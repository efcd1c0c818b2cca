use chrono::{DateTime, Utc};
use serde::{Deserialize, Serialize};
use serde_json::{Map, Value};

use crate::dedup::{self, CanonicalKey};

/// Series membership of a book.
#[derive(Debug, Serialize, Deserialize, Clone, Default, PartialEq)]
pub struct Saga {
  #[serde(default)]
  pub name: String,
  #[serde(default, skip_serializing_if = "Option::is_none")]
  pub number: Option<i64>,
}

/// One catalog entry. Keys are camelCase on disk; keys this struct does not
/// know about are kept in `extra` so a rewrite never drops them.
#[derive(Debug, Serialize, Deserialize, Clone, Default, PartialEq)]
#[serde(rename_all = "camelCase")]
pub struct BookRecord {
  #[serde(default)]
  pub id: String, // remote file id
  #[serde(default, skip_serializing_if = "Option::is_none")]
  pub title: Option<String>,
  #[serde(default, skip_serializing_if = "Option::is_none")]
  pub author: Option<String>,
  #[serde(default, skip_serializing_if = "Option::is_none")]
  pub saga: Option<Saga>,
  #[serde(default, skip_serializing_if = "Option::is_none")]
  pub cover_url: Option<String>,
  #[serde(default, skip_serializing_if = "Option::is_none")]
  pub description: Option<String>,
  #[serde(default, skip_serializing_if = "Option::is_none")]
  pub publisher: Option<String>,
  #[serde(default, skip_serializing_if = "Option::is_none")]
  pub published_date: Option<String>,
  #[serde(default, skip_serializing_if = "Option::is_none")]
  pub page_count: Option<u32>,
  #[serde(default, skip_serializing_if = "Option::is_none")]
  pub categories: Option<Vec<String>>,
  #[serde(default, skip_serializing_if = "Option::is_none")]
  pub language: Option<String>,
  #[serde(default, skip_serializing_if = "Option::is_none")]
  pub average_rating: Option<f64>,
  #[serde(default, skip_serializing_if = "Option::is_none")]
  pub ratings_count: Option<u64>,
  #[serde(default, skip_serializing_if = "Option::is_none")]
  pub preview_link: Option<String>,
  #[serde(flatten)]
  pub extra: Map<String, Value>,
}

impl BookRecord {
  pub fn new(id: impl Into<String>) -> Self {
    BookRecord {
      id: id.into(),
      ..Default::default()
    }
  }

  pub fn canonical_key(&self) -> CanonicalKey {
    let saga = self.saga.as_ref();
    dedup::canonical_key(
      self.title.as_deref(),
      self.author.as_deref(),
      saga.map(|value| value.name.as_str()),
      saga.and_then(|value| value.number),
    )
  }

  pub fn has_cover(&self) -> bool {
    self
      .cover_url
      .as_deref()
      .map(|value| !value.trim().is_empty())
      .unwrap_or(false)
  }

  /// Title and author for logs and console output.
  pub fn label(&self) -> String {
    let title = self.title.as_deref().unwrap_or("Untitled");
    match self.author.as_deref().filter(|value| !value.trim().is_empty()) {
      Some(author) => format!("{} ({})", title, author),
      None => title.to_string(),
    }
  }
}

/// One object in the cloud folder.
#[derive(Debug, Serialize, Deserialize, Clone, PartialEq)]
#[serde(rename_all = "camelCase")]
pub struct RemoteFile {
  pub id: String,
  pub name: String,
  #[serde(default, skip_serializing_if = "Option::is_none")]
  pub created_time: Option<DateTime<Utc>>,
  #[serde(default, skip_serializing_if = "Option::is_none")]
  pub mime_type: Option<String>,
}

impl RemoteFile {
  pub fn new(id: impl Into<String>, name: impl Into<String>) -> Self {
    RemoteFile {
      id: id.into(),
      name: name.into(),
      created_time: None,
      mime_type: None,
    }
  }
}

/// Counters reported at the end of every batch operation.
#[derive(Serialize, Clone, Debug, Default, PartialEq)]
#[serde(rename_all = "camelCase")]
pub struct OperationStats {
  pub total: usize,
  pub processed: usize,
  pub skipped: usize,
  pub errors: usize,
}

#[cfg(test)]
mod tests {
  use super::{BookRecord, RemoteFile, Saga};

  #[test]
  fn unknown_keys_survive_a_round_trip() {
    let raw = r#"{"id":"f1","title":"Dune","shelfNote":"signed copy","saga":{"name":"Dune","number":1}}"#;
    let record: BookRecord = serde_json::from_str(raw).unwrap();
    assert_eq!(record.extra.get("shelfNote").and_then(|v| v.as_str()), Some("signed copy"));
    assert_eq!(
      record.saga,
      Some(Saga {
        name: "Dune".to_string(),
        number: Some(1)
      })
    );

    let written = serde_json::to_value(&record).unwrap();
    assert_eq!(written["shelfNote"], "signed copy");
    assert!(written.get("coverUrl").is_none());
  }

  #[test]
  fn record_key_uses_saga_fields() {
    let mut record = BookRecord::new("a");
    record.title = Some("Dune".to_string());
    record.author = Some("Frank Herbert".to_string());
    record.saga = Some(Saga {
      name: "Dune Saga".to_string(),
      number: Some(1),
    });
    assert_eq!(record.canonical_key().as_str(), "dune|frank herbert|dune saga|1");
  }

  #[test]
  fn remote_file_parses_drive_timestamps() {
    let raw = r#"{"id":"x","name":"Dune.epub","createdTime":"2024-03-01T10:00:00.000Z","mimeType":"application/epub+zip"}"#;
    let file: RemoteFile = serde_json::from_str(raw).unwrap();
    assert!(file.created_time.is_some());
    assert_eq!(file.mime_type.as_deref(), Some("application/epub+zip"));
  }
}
====
*THE TASK*:
The response has to match the data exactly, line for line.

*WRITTEN SOLUTION*:
repository efcd1c0c818b2cca
use chrono::{DateTime, Utc};
use serde::{Deserialize, Serialize};
use serde_json::{Map, Value};

use crate::dedup::{self, CanonicalKey};

/// Series membership of a book.
#[derive(Debug, Serialize, Deserialize, Clone, Default, PartialEq)]
pub struct Saga {
  #[serde(default)]
  pub name: String,
  #[serde(default, skip_serializing_if = "Option::is_none")]
  pub number: Option<i64>,
}

/// One catalog entry. Keys are camelCase on disk; keys this struct does not
/// know about are kept in `extra` so a rewrite never drops them.
#[derive(Debug, Serialize, Deserialize, Clone, Default, PartialEq)]
#[serde(rename_all = "camelCase")]
pub struct BookRecord {
  #[serde(default)]
  pub id: String, // remote file id
  #[serde(default, skip_serializing_if = "Option::is_none")]
  pub title: Option<String>,
  #[serde(default, skip_serializing_if = "Option::is_none")]
  pub author: Option<String>,
  #[serde(default, skip_serializing_if = "Option::is_none")]
  pub saga: Option<Saga>,
  #[serde(default, skip_serializing_if = "Option::is_none")]
  pub cover_url: Option<String>,
  #[serde(default, skip_serializing_if = "Option::is_none")]
  pub description: Option<String>,
  #[serde(default, skip_serializing_if = "Option::is_none")]
  pub publisher: Option<String>,
  #[serde(default, skip_serializing_if = "Option::is_none")]
  pub published_date: Option<String>,
  #[serde(default, skip_serializing_if = "Option::is_none")]
  pub page_count: Option<u32>,
  #[serde(default, skip_serializing_if = "Option::is_none")]
  pub categories: Option<Vec<String>>,
  #[serde(default, skip_serializing_if = "Option::is_none")]
  pub language: Option<String>,
  #[serde(default, skip_serializing_if = "Option::is_none")]
  pub average_rating: Option<f64>,
  #[serde(default, skip_serializing_if = "Option::is_none")]
  pub ratings_count: Option<u64>,
  #[serde(default, skip_serializing_if = "Option::is_none")]
  pub preview_link: Option<String>,
  #[serde(flatten)]
  pub extra: Map<String, Value>,
}

impl BookRecord {
  pub fn new(id: impl Into<String>) -> Self {
    BookRecord {
      id: id.into(),
      ..Default::default()
    }
  }

  pub fn canonical_key(&self) -> CanonicalKey {
    let saga = self.saga.as_ref();
    dedup::canonical_key(
      self.title.as_deref(),
      self.author.as_deref(),
      saga.map(|value| value.name.as_str()),
      saga.and_then(|value| value.number),
    )
  }

  pub fn has_cover(&self) -> bool {
    self
      .cover_url
      .as_deref()
      .map(|value| !value.trim().is_empty())
      .unwrap_or(false)
  }

  /// Title and author for logs and console output.
  pub fn label(&self) -> String {
    let title = self.title.as_deref().unwrap_or("Untitled");
    match self.author.as_deref().filter(|value| !value.trim().is_empty()) {
      Some(author) => format!("{} ({})", title, author),
      None => title.to_string(),
    }
  }
}

/// One object in the cloud folder.
#[derive(Debug, Serialize, Deserialize, Clone, PartialEq)]
#[serde(rename_all = "camelCase")]
pub struct RemoteFile {
  pub id: String,
  pub name: String,
  #[serde(default, skip_serializing_if = "Option::is_none")]
  pub created_time: Option<DateTime<Utc>>,
  #[serde(default, skip_serializing_if = "Option::is_none")]
  pub mime_type: Option<String>,
}

impl RemoteFile {
  pub fn new(id: impl Into<String>, name: impl Into<String>) -> Self {
    RemoteFile {
      id: id.into(),
      name: name.into(),
      created_time: None,
      mime_type: None,
    }
  }
}

/// Counters reported at the end of every batch operation.
#[derive(Serialize, Clone, Debug, Default, PartialEq)]
#[serde(rename_all = "camelCase")]
pub struct OperationStats {
  pub total: usize,
  pub processed: usize,
  pub skipped: usize,
  pub errors: usize,
}

#[cfg(test)]
mod tests {
  use super::{BookRecord, RemoteFile, Saga};

  #[test]
  fn unknown_keys_survive_a_round_trip() {
    let raw = r#"{"id":"f1","title":"Dune","shelfNote":"signed copy","saga":{"name":"Dune","number":1}}"#;
    let record: BookRecord = serde_json::from_str(raw).unwrap();
    assert_eq!(record.extra.get("shelfNote").and_then(|v| v.as_str()), Some("signed copy"));
    assert_eq!(
      record.saga,
      Some(Saga {
        name: "Dune".to_string(),
        number: Some(1)
      })
    );

    let written = serde_json::to_value(&record).unwrap();
    assert_eq!(written["shelfNote"], "signed copy");
    assert!(written.get("coverUrl").is_none());
  }

  #[test]
  fn record_key_uses_saga_fields() {
    let mut record = BookRecord::new("a");
    record.title = Some("Dune".to_string());
    record.author = Some("Frank Herbert".to_string());
    record.saga = Some(Saga {
      name: "Dune Saga".to_string(),
      number: Some(1),
    });
    assert_eq!(record.canonical_key().as_str(), "dune|frank herbert|dune saga|1");
  }

  #[test]
  fn remote_file_parses_drive_timestamps() {
    let raw = r#"{"id":"x","name":"Dune.epub","createdTime":"2024-03-01T10:00:00.000Z","mimeType":"application/epub+zip"}"#;
    let file: RemoteFile = serde_json::from_str(raw).unwrap();
    assert!(file.created_time.is_some());
    assert_eq!(file.mime_type.as_deref(), Some("application/epub+zip"));
  }
}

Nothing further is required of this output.